• **Requirement**
In the records below, find every line with the word "unwrap" and copy it.

★ ★ ★

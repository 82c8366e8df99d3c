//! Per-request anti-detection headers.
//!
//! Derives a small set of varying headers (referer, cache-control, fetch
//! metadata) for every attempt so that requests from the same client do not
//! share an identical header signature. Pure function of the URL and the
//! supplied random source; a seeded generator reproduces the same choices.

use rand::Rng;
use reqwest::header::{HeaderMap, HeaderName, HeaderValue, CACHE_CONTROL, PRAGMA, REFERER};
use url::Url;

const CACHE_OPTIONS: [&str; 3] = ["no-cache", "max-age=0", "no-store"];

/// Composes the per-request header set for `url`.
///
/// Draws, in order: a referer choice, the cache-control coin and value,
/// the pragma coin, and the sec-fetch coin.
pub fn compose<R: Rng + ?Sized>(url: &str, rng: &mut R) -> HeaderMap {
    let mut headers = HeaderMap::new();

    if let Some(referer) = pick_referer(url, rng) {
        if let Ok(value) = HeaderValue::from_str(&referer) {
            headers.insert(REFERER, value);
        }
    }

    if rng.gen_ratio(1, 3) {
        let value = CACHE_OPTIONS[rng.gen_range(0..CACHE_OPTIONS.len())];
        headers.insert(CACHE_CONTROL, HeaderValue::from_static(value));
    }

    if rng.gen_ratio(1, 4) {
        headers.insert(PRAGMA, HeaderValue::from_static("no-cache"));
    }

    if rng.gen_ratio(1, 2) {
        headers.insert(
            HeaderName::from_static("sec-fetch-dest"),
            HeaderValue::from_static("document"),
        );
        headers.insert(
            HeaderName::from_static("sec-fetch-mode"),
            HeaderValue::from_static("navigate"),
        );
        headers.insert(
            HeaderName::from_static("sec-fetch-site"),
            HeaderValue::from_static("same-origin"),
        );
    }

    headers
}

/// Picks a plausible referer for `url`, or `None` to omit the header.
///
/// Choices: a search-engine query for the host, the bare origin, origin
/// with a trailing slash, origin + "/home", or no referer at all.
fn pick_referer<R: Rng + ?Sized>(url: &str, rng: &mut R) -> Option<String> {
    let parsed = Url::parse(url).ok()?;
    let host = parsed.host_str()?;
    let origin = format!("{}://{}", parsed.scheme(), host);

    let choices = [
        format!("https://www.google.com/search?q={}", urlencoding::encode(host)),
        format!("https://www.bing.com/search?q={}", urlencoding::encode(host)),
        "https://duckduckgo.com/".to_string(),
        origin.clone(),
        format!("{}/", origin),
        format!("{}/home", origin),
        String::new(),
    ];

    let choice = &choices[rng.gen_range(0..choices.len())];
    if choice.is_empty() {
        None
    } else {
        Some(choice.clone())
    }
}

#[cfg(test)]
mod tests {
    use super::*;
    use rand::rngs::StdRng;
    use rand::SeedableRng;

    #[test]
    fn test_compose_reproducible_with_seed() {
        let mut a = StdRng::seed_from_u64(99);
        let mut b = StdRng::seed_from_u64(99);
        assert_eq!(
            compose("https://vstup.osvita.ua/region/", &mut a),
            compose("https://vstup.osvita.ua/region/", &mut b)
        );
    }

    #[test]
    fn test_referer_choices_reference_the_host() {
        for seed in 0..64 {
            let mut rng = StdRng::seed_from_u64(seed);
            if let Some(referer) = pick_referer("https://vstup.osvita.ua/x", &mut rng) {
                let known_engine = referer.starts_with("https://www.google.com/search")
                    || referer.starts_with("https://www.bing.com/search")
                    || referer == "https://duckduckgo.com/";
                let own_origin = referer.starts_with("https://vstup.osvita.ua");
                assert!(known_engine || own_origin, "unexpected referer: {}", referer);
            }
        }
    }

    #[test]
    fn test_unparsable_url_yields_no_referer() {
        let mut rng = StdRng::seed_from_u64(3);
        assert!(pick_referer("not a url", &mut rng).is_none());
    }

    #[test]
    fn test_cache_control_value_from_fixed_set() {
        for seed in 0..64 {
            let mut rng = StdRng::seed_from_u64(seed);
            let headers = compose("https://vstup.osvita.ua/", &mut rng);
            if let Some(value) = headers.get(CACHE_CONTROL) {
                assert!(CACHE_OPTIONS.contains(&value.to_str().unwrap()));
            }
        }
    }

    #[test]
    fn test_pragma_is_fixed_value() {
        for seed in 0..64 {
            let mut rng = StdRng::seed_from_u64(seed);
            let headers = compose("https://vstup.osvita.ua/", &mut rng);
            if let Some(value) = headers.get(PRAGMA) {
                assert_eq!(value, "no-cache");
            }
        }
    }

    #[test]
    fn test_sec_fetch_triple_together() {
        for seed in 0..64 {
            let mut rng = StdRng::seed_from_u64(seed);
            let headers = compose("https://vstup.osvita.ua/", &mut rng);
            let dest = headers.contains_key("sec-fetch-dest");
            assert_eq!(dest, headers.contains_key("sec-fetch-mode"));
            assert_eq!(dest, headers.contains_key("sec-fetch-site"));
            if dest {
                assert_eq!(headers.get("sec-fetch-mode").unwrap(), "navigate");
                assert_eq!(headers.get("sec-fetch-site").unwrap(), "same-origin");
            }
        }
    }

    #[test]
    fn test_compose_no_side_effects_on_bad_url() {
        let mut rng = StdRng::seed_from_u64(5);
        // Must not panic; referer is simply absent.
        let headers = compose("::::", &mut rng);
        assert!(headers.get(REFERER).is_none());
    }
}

★ ★ ★

• **Solution**
                assert!(CACHE_OPTIONS.contains(&value.to_str().unwrap()));
                assert_eq!(headers.get("sec-fetch-mode").unwrap(), "navigate");
                assert_eq!(headers.get("sec-fetch-site").unwrap(), "same-origin");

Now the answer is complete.